Several factors influence the ability to manage change effectively. With tighter budgets, IT organizations must work more efficiently. Strategic initiatives that integrate and automate change and configuration best practices can free-up budget, reduce system failures, and achieve mandatory control objectives.

Pain. You are not alone. Many IT organizations experience similar issues: a change in one portion of the IT environment has often wreaked havoc in IT and on the business itself.

These happenstances are caused by changes related to databases, networks, operating systems, applications and other parts of the enterprise. Most organizations can benefit from improvements in their change and configuration practices.

By better coordinating and automating these activities, they can simultaneously improve both responsiveness and IT service quality.

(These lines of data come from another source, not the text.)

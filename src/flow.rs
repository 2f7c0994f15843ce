//! Server-side per-peer flow statistics window.
//!
//! A [`PeerFlow`] accumulates what one source endpoint sent during the current
//! reporting window: the sequence numbers seen, their arrival times (in receipt
//! order, aligned 1:1 with the sequences), and the byte count. Closing the
//! window computes bandwidth, span-inferred loss, and arrival jitter, then
//! clears the accumulators and starts a new window.

use crate::metrics::{arrival_jitter_ms, bandwidth_mbps, elapsed_secs, span_loss_percent, WindowMetrics};
use crate::report_timer::ReportTimer;
use std::time::{Duration, Instant};

#[derive(Debug, Clone)]
pub struct PeerFlow {
    sequences: Vec<u32>,
    arrivals: Vec<Instant>,
    bytes: u64,
    timer: ReportTimer,
    last_seen: Instant,
}

impl PeerFlow {
    /// Creates an empty flow whose first window starts at `now`.
    pub fn new(interval: Duration, now: Instant) -> Self {
        Self {
            sequences: Vec::new(),
            arrivals: Vec::new(),
            bytes: 0,
            timer: ReportTimer::new(interval, now),
            last_seen: now,
        }
    }

    /// Adds one received datagram to the current window.
    pub fn record(&mut self, sequence: u32, len: usize, now: Instant) {
        self.sequences.push(sequence);
        self.arrivals.push(now);
        self.bytes += len as u64;
        self.last_seen = now;
    }

    pub fn len(&self) -> usize {
        self.sequences.len()
    }

    pub fn is_empty(&self) -> bool {
        self.sequences.is_empty()
    }

    pub fn bytes(&self) -> u64 {
        self.bytes
    }

    pub fn sequences(&self) -> &[u32] {
        &self.sequences
    }

    pub fn window_start(&self) -> Instant {
        self.timer.last_report()
    }

    pub fn is_due(&self, now: Instant) -> bool {
        self.timer.is_due(now)
    }

    /// How long since this flow last delivered a datagram.
    pub fn idle_for(&self, now: Instant) -> Duration {
        now.saturating_duration_since(self.last_seen)
    }

    /// Closes the window at `now` and starts a new one.
    ///
    /// Returns `None` when the window holds no datagrams. The accumulators are
    /// reset either way.
    pub fn close_window(&mut self, now: Instant, expected_interval: Duration) -> Option<WindowMetrics> {
        let elapsed = elapsed_secs(self.timer.restart(now));

        let metrics = span_loss_percent(&self.sequences).map(|loss| WindowMetrics {
            bandwidth_mbps: Some(bandwidth_mbps(self.bytes, elapsed)),
            loss_percent: Some(loss),
            jitter_ms: Some(arrival_jitter_ms(&self.arrivals, expected_interval)),
        });

        self.sequences.clear();
        self.arrivals.clear();
        self.bytes = 0;

        metrics
    }
}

Risk. Most IT organizations use some combination of approaches to try and mitigate the risk of failures caused by changes in IT. However, most current approaches reach a balance that is either controlled or responsive — but not both.

Operating in an unresponsive or uncontrolled state poses significant risk for the IT-dependent business.

Adjusting operational processes to increase responsiveness often reduces control and increases risk of business-critical IT system failures. Adjustments that increase control can reduce system failures, but may impose a process burden on strapped IT resources, and cause business managers to wonder why IT isn’t quickly responding to their changing needs.

Reduced responsiveness can leave companies vulnerable to more agile competitors. As a result, many organizations reach a compromise that leaves IT neither responsive to change nor in control of the complex IT environment.